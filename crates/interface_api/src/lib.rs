//! HTTP API Layer
//!
//! This crate provides the REST API for the lending core using Axum.
//!
//! # Architecture
//!
//! - **Handlers**: Request handlers for workflow, loans, payments and health
//! - **Middleware**: Authentication, tracing, audit logging
//! - **DTOs**: Request/Response data transfer objects
//! - **Error Handling**: Consistent error responses
//!
//! Handlers hold no business rules: every decision is made by the
//! `domain_lending` services kept in [`AppState`].
//!
//! # Example
//!
//! ```rust,ignore
//! use interface_api::{create_router, Adapters, AppState};
//!
//! let state = AppState::new(config, adapters);
//! let app = create_router(state);
//! axum::serve(listener, app).await?;
//! ```

pub mod auth;
pub mod config;
pub mod dto;
pub mod error;
pub mod handlers;
pub mod middleware;

use std::sync::Arc;

use axum::{
    middleware as axum_middleware,
    routing::{get, post},
    Router,
};
use tower_http::cors::{Any, CorsLayer};
use tower_http::trace::TraceLayer;

use core_kernel::HealthCheckable;
use domain_lending::{
    CheckoutService, EventBus, GatewayAdapter, LoanRequestPort, NotificationQueue, OverdueSweeper,
    PaymentOrderPort, PaymentReconciler, RepaymentPort, WorkflowEngine,
};

use crate::config::ApiConfig;
use crate::handlers::{health, loans, payments, requests};
use crate::middleware::{audit_middleware, auth_middleware};

/// Storage adapters the services are built on
#[derive(Clone)]
pub struct Adapters {
    pub requests: Arc<dyn LoanRequestPort>,
    pub repayments: Arc<dyn RepaymentPort>,
    pub orders: Arc<dyn PaymentOrderPort>,
    pub notifications: Arc<dyn NotificationQueue>,
    /// Probed by the readiness endpoint
    pub health_checks: Vec<Arc<dyn HealthCheckable>>,
}

/// Application state shared across handlers
#[derive(Clone)]
pub struct AppState {
    pub config: ApiConfig,
    pub engine: Arc<WorkflowEngine>,
    pub reconciler: Arc<PaymentReconciler>,
    pub checkout: Arc<CheckoutService>,
    pub repayments: Arc<dyn RepaymentPort>,
    pub health_checks: Vec<Arc<dyn HealthCheckable>>,
    pub events: EventBus,
}

impl AppState {
    /// Wires the domain services over the given adapters
    pub fn new(config: ApiConfig, adapters: Adapters) -> Self {
        let events = EventBus::default();
        let engine = Arc::new(
            WorkflowEngine::new(adapters.requests.clone(), adapters.notifications, events.clone())
                .with_conflict_retry_attempts(config.conflict_retry_attempts),
        );
        let reconciler = Arc::new(
            PaymentReconciler::new(adapters.repayments.clone(), engine.clone(), events.clone())
                .with_conflict_retry_attempts(config.conflict_retry_attempts),
        );
        let checkout = Arc::new(CheckoutService::new(
            adapters.requests,
            adapters.repayments.clone(),
            adapters.orders,
            GatewayAdapter::new(config.gateway_credentials()),
            reconciler.clone(),
        ));

        Self {
            config,
            engine,
            reconciler,
            checkout,
            repayments: adapters.repayments,
            health_checks: adapters.health_checks,
            events,
        }
    }

    /// Builds the overdue sweeper sharing this state's engine and event bus
    pub fn overdue_sweeper(&self) -> OverdueSweeper {
        OverdueSweeper::new(
            self.repayments.clone(),
            self.engine.clone(),
            self.events.clone(),
            self.config.sweeper_config(),
        )
    }
}

/// Creates the main API router
///
/// # Arguments
///
/// * `state` - Services and configuration shared by every handler
///
/// # Returns
///
/// Configured Axum router with all routes and middleware
pub fn create_router(state: AppState) -> Router {
    // Public routes (no auth required); the webhook authenticates by signature
    let public_routes = Router::new()
        .route("/health", get(health::health_check))
        .route("/health/ready", get(health::readiness_check))
        .route("/webhooks/gateway", post(payments::gateway_callback));

    // Workflow routes
    let request_routes = Router::new()
        .route("/", post(requests::submit_request).get(requests::list_requests))
        .route("/:id", get(requests::get_request))
        .route("/:id/actions", get(requests::available_actions))
        .route("/:id/actions/:action", post(requests::apply_action))
        .route("/:id/history", get(requests::get_history))
        .route("/:id/loan", get(loans::get_loan_for_request));

    // Loan routes
    let loan_routes = Router::new()
        .route("/:id/schedule", get(loans::get_schedule))
        .route(
            "/:id/payments",
            get(loans::list_payments).post(payments::record_manual_payment),
        )
        .route("/:id/orders", post(payments::create_order));

    // Protected API routes
    let api_routes = Router::new()
        .nest("/requests", request_routes)
        .nest("/loans", loan_routes)
        .layer(axum_middleware::from_fn(audit_middleware))
        .layer(axum_middleware::from_fn_with_state(state.clone(), auth_middleware));

    // Combine all routes
    Router::new()
        .merge(public_routes)
        .nest("/api/v1", api_routes)
        .layer(TraceLayer::new_for_http())
        .layer(
            CorsLayer::new()
                .allow_origin(Any)
                .allow_methods(Any)
                .allow_headers(Any),
        )
        .with_state(state)
}
//! Core error types used across the system

use thiserror::Error;
use crate::calendar::CalendarError;
use crate::money::MoneyError;

/// Core error type for the kernel
#[derive(Debug, Error)]
pub enum CoreError {
    #[error("Money error: {0}")]
    Money(#[from] MoneyError),

    #[error("Calendar error: {0}")]
    Calendar(#[from] CalendarError),

    /// A setting is present but unusable
    #[error("Configuration error: {0}")]
    Configuration(String),
}

impl CoreError {
    pub fn configuration(message: impl Into<String>) -> Self {
        CoreError::Configuration(message.into())
    }
}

# Activity
Take every line above where "LoanRequestPort" appears and copy it.

# Solution
    CheckoutService, EventBus, GatewayAdapter, LoanRequestPort, NotificationQueue, OverdueSweeper,
    pub requests: Arc<dyn LoanRequestPort>,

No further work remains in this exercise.